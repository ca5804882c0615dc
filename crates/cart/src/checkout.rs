//! Checkout: order summary and placement.

use foodcourt_core::{PaymentMethod, Price};
use rust_decimal::Decimal;
use thiserror::Error;
use tracing::{info, instrument, warn};

use crate::cart::Cart;
use crate::remote::{CartApi, CartApiError, OrderApi, OrderLine, PlaceOrderRequest, PlacedOrder};
use crate::storage::KeyValueStore;
use crate::store::CartStore;

const STANDARD_DELIVERY_FEE: i64 = 150;
const EXPRESS_DELIVERY_FEE: i64 = 300;
const FREE_DELIVERY_THRESHOLD: i64 = 1000;

/// Errors that prevent an order from being placed.
#[derive(Debug, Error)]
pub enum CheckoutError {
    #[error("Checkout requires a logged-in user")]
    NotAuthenticated,

    #[error("Cart is empty")]
    EmptyCart,

    #[error("Cart holds dishes from more than one restaurant")]
    MixedRestaurants,

    #[error("Order API error: {0}")]
    Api(#[from] CartApiError),
}

/// Delivery speed chosen at checkout.
#[derive(Debug, Clone, Copy, PartialEq, Eq, Default)]
pub enum DeliveryOption {
    #[default]
    Standard,
    Express,
}

impl DeliveryOption {
    /// Fee for this option given the cart subtotal.
    #[must_use]
    pub fn fee(self, subtotal: Price) -> Price {
        match self {
            Self::Standard if subtotal.amount() >= Decimal::from(FREE_DELIVERY_THRESHOLD) => {
                Price::ZERO
            }
            Self::Standard => Price::from_units(STANDARD_DELIVERY_FEE),
            Self::Express => Price::from_units(EXPRESS_DELIVERY_FEE),
        }
    }
}

impl std::str::FromStr for DeliveryOption {
    type Err = String;

    fn from_str(s: &str) -> Result<Self, Self::Err> {
        match s.trim().to_ascii_lowercase().as_str() {
            "standard" => Ok(Self::Standard),
            "express" => Ok(Self::Express),
            other => Err(format!("unknown delivery option: {other}")),
        }
    }
}

/// Totals shown on the checkout page.
#[derive(Debug, Clone, Copy, PartialEq, Eq)]
pub struct CartSummary {
    pub subtotal: Price,
    pub delivery_fee: Price,
    pub total: Price,
    pub item_count: u64,
}

impl CartSummary {
    #[must_use]
    pub fn for_cart(cart: &Cart, delivery: DeliveryOption) -> Self {
        let subtotal = cart.total_price();
        let delivery_fee = if cart.is_empty() {
            Price::ZERO
        } else {
            delivery.fee(subtotal)
        };
        Self {
            subtotal,
            delivery_fee,
            total: subtotal + delivery_fee,
            item_count: cart.item_count(),
        }
    }
}

/// Build the order body for a cart.
///
/// # Errors
///
/// Returns `EmptyCart` or `MixedRestaurants` if the cart cannot become a
/// single order.
pub fn order_request(
    cart: &Cart,
    payment_method: PaymentMethod,
    delivery_address: Option<String>,
) -> Result<PlaceOrderRequest, CheckoutError> {
    let restaurant_id = cart.restaurant_id().ok_or(CheckoutError::EmptyCart)?;
    if !cart.is_single_restaurant() {
        return Err(CheckoutError::MixedRestaurants);
    }

    Ok(PlaceOrderRequest {
        restaurant_id,
        items: cart.items().iter().map(OrderLine::from).collect(),
        payment_method,
        delivery_address,
    })
}

impl<S: KeyValueStore, A: CartApi + OrderApi> CartStore<S, A> {
    /// Place an order for the whole cart.
    ///
    /// On success the cart is cleared. On failure the cart is left as it was.
    ///
    /// # Errors
    ///
    /// Returns `CheckoutError` if there is no session, the cart cannot form a
    /// single order, or the backend refuses it.
    #[instrument(skip(self, delivery_address), fields(entries = self.cart().len()))]
    pub async fn place_order(
        &mut self,
        payment_method: PaymentMethod,
        delivery_address: Option<String>,
    ) -> Result<PlacedOrder, CheckoutError> {
        let session = self.session().ok_or(CheckoutError::NotAuthenticated)?;
        let request = order_request(self.cart(), payment_method, delivery_address)?;

        let placed = match self.api().place_order(session, &request).await {
            Ok(placed) => placed,
            Err(e) => {
                warn!(error = %e, "Order placement failed");
                if e.is_unauthorized() {
                    self.drop_session();
                }
                return Err(e.into());
            }
        };

        info!(order_id = %placed.id, status = ?placed.status, "Order placed");
        self.clear().await;
        Ok(placed)
    }
}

__________

WHAT YOU SHOULD DO: Every word of the data above should be given again, exactly as it stands.

SOLUTION BELOW:
repository ca5804882c0615dc
filename crates/cart/src/checkout.rs
//! Checkout: order summary and placement.

use foodcourt_core::{PaymentMethod, Price};
use rust_decimal::Decimal;
use thiserror::Error;
use tracing::{info, instrument, warn};

use crate::cart::Cart;
use crate::remote::{CartApi, CartApiError, OrderApi, OrderLine, PlaceOrderRequest, PlacedOrder};
use crate::storage::KeyValueStore;
use crate::store::CartStore;

const STANDARD_DELIVERY_FEE: i64 = 150;
const EXPRESS_DELIVERY_FEE: i64 = 300;
const FREE_DELIVERY_THRESHOLD: i64 = 1000;

/// Errors that prevent an order from being placed.
#[derive(Debug, Error)]
pub enum CheckoutError {
    #[error("Checkout requires a logged-in user")]
    NotAuthenticated,

    #[error("Cart is empty")]
    EmptyCart,

    #[error("Cart holds dishes from more than one restaurant")]
    MixedRestaurants,

    #[error("Order API error: {0}")]
    Api(#[from] CartApiError),
}

/// Delivery speed chosen at checkout.
#[derive(Debug, Clone, Copy, PartialEq, Eq, Default)]
pub enum DeliveryOption {
    #[default]
    Standard,
    Express,
}

impl DeliveryOption {
    /// Fee for this option given the cart subtotal.
    #[must_use]
    pub fn fee(self, subtotal: Price) -> Price {
        match self {
            Self::Standard if subtotal.amount() >= Decimal::from(FREE_DELIVERY_THRESHOLD) => {
                Price::ZERO
            }
            Self::Standard => Price::from_units(STANDARD_DELIVERY_FEE),
            Self::Express => Price::from_units(EXPRESS_DELIVERY_FEE),
        }
    }
}

impl std::str::FromStr for DeliveryOption {
    type Err = String;

    fn from_str(s: &str) -> Result<Self, Self::Err> {
        match s.trim().to_ascii_lowercase().as_str() {
            "standard" => Ok(Self::Standard),
            "express" => Ok(Self::Express),
            other => Err(format!("unknown delivery option: {other}")),
        }
    }
}

/// Totals shown on the checkout page.
#[derive(Debug, Clone, Copy, PartialEq, Eq)]
pub struct CartSummary {
    pub subtotal: Price,
    pub delivery_fee: Price,
    pub total: Price,
    pub item_count: u64,
}

impl CartSummary {
    #[must_use]
    pub fn for_cart(cart: &Cart, delivery: DeliveryOption) -> Self {
        let subtotal = cart.total_price();
        let delivery_fee = if cart.is_empty() {
            Price::ZERO
        } else {
            delivery.fee(subtotal)
        };
        Self {
            subtotal,
            delivery_fee,
            total: subtotal + delivery_fee,
            item_count: cart.item_count(),
        }
    }
}

/// Build the order body for a cart.
///
/// # Errors
///
/// Returns `EmptyCart` or `MixedRestaurants` if the cart cannot become a
/// single order.
pub fn order_request(
    cart: &Cart,
    payment_method: PaymentMethod,
    delivery_address: Option<String>,
) -> Result<PlaceOrderRequest, CheckoutError> {
    let restaurant_id = cart.restaurant_id().ok_or(CheckoutError::EmptyCart)?;
    if !cart.is_single_restaurant() {
        return Err(CheckoutError::MixedRestaurants);
    }

    Ok(PlaceOrderRequest {
        restaurant_id,
        items: cart.items().iter().map(OrderLine::from).collect(),
        payment_method,
        delivery_address,
    })
}

impl<S: KeyValueStore, A: CartApi + OrderApi> CartStore<S, A> {
    /// Place an order for the whole cart.
    ///
    /// On success the cart is cleared. On failure the cart is left as it was.
    ///
    /// # Errors
    ///
    /// Returns `CheckoutError` if there is no session, the cart cannot form a
    /// single order, or the backend refuses it.
    #[instrument(skip(self, delivery_address), fields(entries = self.cart().len()))]
    pub async fn place_order(
        &mut self,
        payment_method: PaymentMethod,
        delivery_address: Option<String>,
    ) -> Result<PlacedOrder, CheckoutError> {
        let session = self.session().ok_or(CheckoutError::NotAuthenticated)?;
        let request = order_request(self.cart(), payment_method, delivery_address)?;

        let placed = match self.api().place_order(session, &request).await {
            Ok(placed) => placed,
            Err(e) => {
                warn!(error = %e, "Order placement failed");
                if e.is_unauthorized() {
                    self.drop_session();
                }
                return Err(e.into());
            }
        };

        info!(order_id = %placed.id, status = ?placed.status, "Order placed");
        self.clear().await;
        Ok(placed)
    }
}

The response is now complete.